In 1988, the state chapter of the National Organization of Women honored Ferraro and Hussey with the Susan B. Anthony Award, the organization’s highest honor, “for their contributions to women and their courageous stand on the preservation of reproductive rights.” a NOW leader said.
“I met Barbara and Pat when my dad was dying of cancer,” said photographer and graphic designer Michael Switzer in an interview earlier this year. His father, Roger Switzer, ran the Charleston Housing Authority for years. “We were having dinner one day, and he said, ‘If you want to see two people who are doing the work of Christ, there they are.’”
“They believe in the message of Jesus to feed the hungry and clothe the poor,” said Linda Martin, who has worked with them the last 12 years as head of Challenge West Virginia, advocating for various educational issues. “In addition to providing the service, they also believe in trying to reform the system to make it more responsive to the needs of people.”
“They want justice for all,” said Phil Hainen, who helps Ferraro and Hussey run Covenant House. “You don’t have to be in religious life to want justice for all.”
“It was obvious when we hired them they wanted to tackle not just the handing out of things but the underlying issues of poverty, homelessness and health care,” said Jim Lewis, the former pastor of St.
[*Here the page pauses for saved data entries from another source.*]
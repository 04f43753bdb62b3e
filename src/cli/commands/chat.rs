//! Interactive chat command.

use crate::chat::{ChatCompletion, ChatMessage, RagChatService};
use crate::cli::Output;
use crate::config::Settings;
use crate::error::Result;
use console::style;
use std::io::{self, BufRead, Write};
use tracing::debug;

/// Run the interactive chat command.
pub async fn run_chat(settings: Settings) -> Result<()> {
    let service = RagChatService::from_settings(&settings.rag)?;
    let mut history: Vec<ChatMessage> = Vec::new();

    println!("\n{}", style("Catalog Chat").bold().cyan());
    println!(
        "{}\n",
        style("Type your questions, or 'exit' to quit. Use 'clear' to reset conversation.").dim()
    );

    let stdin = io::stdin();
    let mut stdout = io::stdout();

    loop {
        print!("{} ", style("You:").green().bold());
        stdout.flush()?;

        let mut input = String::new();
        if stdin.lock().read_line(&mut input)? == 0 {
            break;
        }

        let input = input.trim();

        if input.is_empty() {
            continue;
        }

        if input.eq_ignore_ascii_case("exit") || input.eq_ignore_ascii_case("quit") {
            Output::info("Goodbye!");
            break;
        }

        if input.eq_ignore_ascii_case("clear") {
            history.clear();
            Output::info("Conversation cleared.");
            continue;
        }

        history.push(ChatMessage::user(input));
        debug!(turns = history.len(), "Sending chat turn");

        let spinner = Output::spinner("Thinking...");
        let result = service.get_chat_response(&history).await;
        spinner.finish_and_clear();

        match result {
            Ok(reply) => {
                print!("{}", style("Assistant:").cyan().bold());
                Output::answer(reply.content.as_deref());
                history.push(reply);
            }
            Err(e) => {
                // Drop the unanswered turn so the next one starts clean
                history.pop();
                Output::error(&format!("Error: {}", e));
            }
        }
    }

    Ok(())
}
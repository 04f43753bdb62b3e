//! Chat completion backed by a hosted RAG query service.

pub mod endpoint;
mod rag;

pub use endpoint::RagEndpoint;
pub use rag::RagChatService;

use crate::error::Result;
use async_trait::async_trait;
use futures::Stream;
use serde::{Deserialize, Serialize};
use std::pin::Pin;

/// Author of a chat message.
#[derive(Debug, Clone, Copy, PartialEq, Eq, Serialize, Deserialize)]
#[serde(rename_all = "lowercase")]
pub enum Role {
    System,
    User,
    Assistant,
}

impl std::fmt::Display for Role {
    fn fmt(&self, f: &mut std::fmt::Formatter<'_>) -> std::fmt::Result {
        match self {
            Role::System => write!(f, "system"),
            Role::User => write!(f, "user"),
            Role::Assistant => write!(f, "assistant"),
        }
    }
}

/// A single turn in a conversation.
#[derive(Debug, Clone, PartialEq, Serialize, Deserialize)]
pub struct ChatMessage {
    pub role: Role,
    /// Message text. Absent when the backend had nothing to say.
    pub content: Option<String>,
}

impl ChatMessage {
    pub fn new(role: Role, content: Option<String>) -> Self {
        Self { role, content }
    }

    pub fn user(content: impl Into<String>) -> Self {
        Self::new(Role::User, Some(content.into()))
    }

    pub fn assistant(content: Option<String>) -> Self {
        Self::new(Role::Assistant, content)
    }
}

/// Incremental chat output.
pub type ChatStream = Pin<Box<dyn Stream<Item = Result<String>> + Send>>;

/// Trait for services that answer a conversation.
#[async_trait]
pub trait ChatCompletion: Send + Sync {
    /// Produce one assistant message for the conversation so far.
    async fn get_chat_response(&self, history: &[ChatMessage]) -> Result<ChatMessage>;

    /// Produce the assistant reply as a stream of text fragments.
    async fn get_streaming_chat_response(&self, history: &[ChatMessage]) -> Result<ChatStream>;
}
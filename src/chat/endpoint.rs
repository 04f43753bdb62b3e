//! URL construction for the hosted RAG query service.

use crate::config::RagSettings;
use crate::error::{CatalogAiError, Result};
use url::Url;

/// Version used when none is configured.
pub const DEFAULT_VERSION: &str = "v1";

/// Resolved location of the RAG query endpoint.
#[derive(Debug, Clone, PartialEq, Eq)]
pub struct RagEndpoint {
    url: Url,
}

impl RagEndpoint {
    /// Build `https://rag-{version}-service.{host}/query`.
    ///
    /// A missing or blank version falls back to [`DEFAULT_VERSION`].
    pub fn new(version: Option<&str>, host: &str) -> Result<Self> {
        let version = version
            .map(str::trim)
            .filter(|v| !v.is_empty())
            .unwrap_or(DEFAULT_VERSION);
        let host = host.trim().trim_matches('.');
        if host.is_empty() {
            return Err(CatalogAiError::Config("rag.host is empty".to_string()));
        }

        let url = Url::parse(&format!("https://rag-{}-service.{}/query", version, host))?;
        if url.host_str().is_none() {
            return Err(CatalogAiError::Config(format!("invalid RAG endpoint: {}", url)));
        }

        Ok(Self { url })
    }

    /// Build the endpoint from settings.
    pub fn from_settings(settings: &RagSettings) -> Result<Self> {
        Self::new(settings.endpoint_version.as_deref(), &settings.host)
    }

    /// Point at an arbitrary URL.
    pub fn from_url(url: Url) -> Self {
        Self { url }
    }

    pub fn url(&self) -> &Url {
        &self.url
    }
}

impl std::fmt::Display for RagEndpoint {
    fn fmt(&self, f: &mut std::fmt::Formatter<'_>) -> std::fmt::Result {
        write!(f, "{}", self.url)
    }
}
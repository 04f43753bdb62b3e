//! Doctor command - report configuration and feature availability.

use crate::catalog::EMBEDDING_DIMENSIONS;
use crate::chat::RagEndpoint;
use crate::cli::Output;
use crate::config::Settings;
use crate::embedding::EmbeddingStatus;
use console::style;
use std::path::Path;

/// Check result for a single item.
#[derive(Debug)]
pub struct CheckResult {
    pub name: String,
    pub status: CheckStatus,
    pub message: String,
    pub hint: Option<String>,
}

#[derive(Debug, PartialEq)]
pub enum CheckStatus {
    Ok,
    Warning,
    Error,
}

impl CheckResult {
    fn ok(name: &str, message: &str) -> Self {
        Self {
            name: name.to_string(),
            status: CheckStatus::Ok,
            message: message.to_string(),
            hint: None,
        }
    }

    fn warning(name: &str, message: &str, hint: &str) -> Self {
        Self {
            name: name.to_string(),
            status: CheckStatus::Warning,
            message: message.to_string(),
            hint: Some(hint.to_string()),
        }
    }

    fn error(name: &str, message: &str, hint: &str) -> Self {
        Self {
            name: name.to_string(),
            status: CheckStatus::Error,
            message: message.to_string(),
            hint: Some(hint.to_string()),
        }
    }

    fn print(&self) {
        let icon = match self.status {
            CheckStatus::Ok => style("✓").green(),
            CheckStatus::Warning => style("!").yellow(),
            CheckStatus::Error => style("✗").red(),
        };

        println!("  {} {} - {}", icon, style(&self.name).bold(), self.message);

        if let Some(hint) = &self.hint {
            println!("    {} {}", style("→").dim(), style(hint).dim());
        }
    }
}

/// Run all diagnostic checks.
pub fn run_doctor(settings: &Settings, config_path: Option<&Path>) -> anyhow::Result<()> {
    Output::header("catalog-ai Doctor");
    println!();

    let checks = vec![
        check_config_file(config_path),
        check_embeddings(settings, crate::openai::has_api_key()),
        check_rag_endpoint(settings),
    ];

    for check in &checks {
        check.print();
    }
    println!();

    let errors = checks.iter().filter(|c| c.status == CheckStatus::Error).count();
    let warnings = checks.iter().filter(|c| c.status == CheckStatus::Warning).count();

    if errors > 0 {
        Output::error(&format!("{} error(s), {} warning(s)", errors, warnings));
        anyhow::bail!("{} doctor check(s) failed", errors);
    } else if warnings > 0 {
        Output::warning(&format!("{} warning(s); everything else is ready", warnings));
    } else {
        Output::success("All checks passed");
    }

    Ok(())
}

fn check_config_file(config_path: Option<&Path>) -> CheckResult {
    let path = config_path
        .map(Path::to_path_buf)
        .unwrap_or_else(Settings::default_config_path);

    if path.exists() {
        CheckResult::ok("Config", &path.display().to_string())
    } else {
        CheckResult::warning(
            "Config",
            &format!("{} not found, using defaults", path.display()),
            "Create one with: catalog-ai config init",
        )
    }
}

fn check_embeddings(settings: &Settings, has_api_key: bool) -> CheckResult {
    match EmbeddingStatus::resolve(&settings.embedding, has_api_key) {
        EmbeddingStatus::Enabled => CheckResult::ok(
            "Embeddings",
            &format!(
                "{} via {}, truncated to {} dims",
                settings.embedding.model, settings.embedding.provider, EMBEDDING_DIMENSIONS
            ),
        ),
        EmbeddingStatus::Disabled(reason) => CheckResult::warning(
            "Embeddings",
            &format!("disabled ({})", reason),
            "Catalog items will be stored without embeddings",
        ),
    }
}

fn check_rag_endpoint(settings: &Settings) -> CheckResult {
    match RagEndpoint::from_settings(&settings.rag) {
        Ok(endpoint) => CheckResult::ok("RAG endpoint", &endpoint.to_string()),
        Err(e) => CheckResult::error(
            "RAG endpoint",
            &e.to_string(),
            &format!(
                "Check rag.host and rag.endpoint_version (or {}) in the config file",
                crate::config::ENDPOINT_VERSION_ENV
            ),
        ),
    }
}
John’s Episcopal Church, where Covenant House, Manna Meal, Health Right and the local hospice all began.
AIDS was just starting to surface as a catastrophic disease then. “They went right after that. They set up a house.”
They seemed to thrive doing the kind of work that would wear others out, Lewis said. “Their sustenance came from the people they helped. You reach out to help people, you get a great deal of energy form those people. In church circles, that’s what you call grace.”
Ferraro and Hussey created a broad and eclectic base of support, in part by killing the poison of self-interest, Terrence Barron said earlier this year at a public meeting to consider the qualities their replacement should have.
“They look for things that are needed in the community that fill a void,” Lewis Payne, a lawyer and businessman who volunteers at Covenant House, told a reporter earlier this year. “If that service isn’t needed anymore, they’ll stop doing it or spin it off into something else.”
Amy Weintraub takes over as director of Covenant House on Monday. She has been moving into the job since September.